En el caso de La Guaira, la memoria histórica del deslave de 1999 añade un factor de vulnerabilidad psicológica y social. Las familias afectadas no solo enfrentan la pérdida material y de vidas humanas, sino también la incertidumbre sobre la reubicación definitiva. Las experiencias previas de asignación de viviendas en el país muestran retrasos significativos, lo que genera temor en los damnificados de permanecer de forma indefinida en los refugios temporales bajo condiciones de hacinamiento.
Adicionalmente, la respuesta hospitalaria en la región se ha visto comprometida. Los centros de salud locales, que ya presentaban fallas previas en el suministro de material médico-quirúrgico, agua y energía eléctrica, debieron absorber la demanda de miles de heridos, lo que obligó al traslado de pacientes críticos hacia centros hospitalarios de Caracas, colapsando igualmente las redes de transporte de ambulancias.
Desafíos para la reconstrucción y la asistencia humanitaria
La magnitud de la emergencia requiere de una movilización de recursos que excede la capacidad de respuesta inmediata de los gobiernos locales.
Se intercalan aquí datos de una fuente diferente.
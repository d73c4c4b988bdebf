#![doc = "ISO 11783-10 farm data model and boundary-inset swath generator"]

pub mod geom;
pub mod io;
pub mod model;
pub mod swath;

#[doc(inline)]
pub use geom::{Degrees, LatLon, Meters};

#[doc(inline)]
pub use model::FarmDb;

#[doc(inline)]
pub use swath::{boundary_swaths, boundary_swaths_xy, PolygonSwaths, DEFAULT_SIMPLIFY_TOLERANCE};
La asistencia humanitaria internacional y la coordinación con organizaciones no gubernamentales se presentan como alternativas indispensables para atender la contingencia alimentaria y sanitaria en los campamentos de damnificados. Sin embargo, la centralización en la administración de la ayuda y las trabas operativas suelen ralentizar la distribución efectiva en las comunidades más alejadas de los centros urbanos principales.
La denuncia de ciudadanos como Juan Chirinos evidencia la brecha existente entre los reportes oficiales de atención a la emergencia y las vivencias de las comunidades en el terreno. La improvisación en el manejo de cadáveres y la falta de apoyo técnico en las primeras fases de la búsqueda de sobrevivientes constituyen violaciones indirectas a los protocolos de dignidad de las víctimas y exponen la necesidad de descentralizar los recursos de protección civil hacia los municipios costeros.
La reconstrucción de las zonas afectadas en La Guaira requerirá no solo de la inversión de capital para la edificación de nuevas viviendas, sino de un estudio geológico riguroso que determine cuáles áreas no son aptas para el desarrollo urbano, evitando así la repetición de tragedias habitacionales ante futuros eventos sísmicos en la falla de San Sebastián, que bordea la costa central venezolana.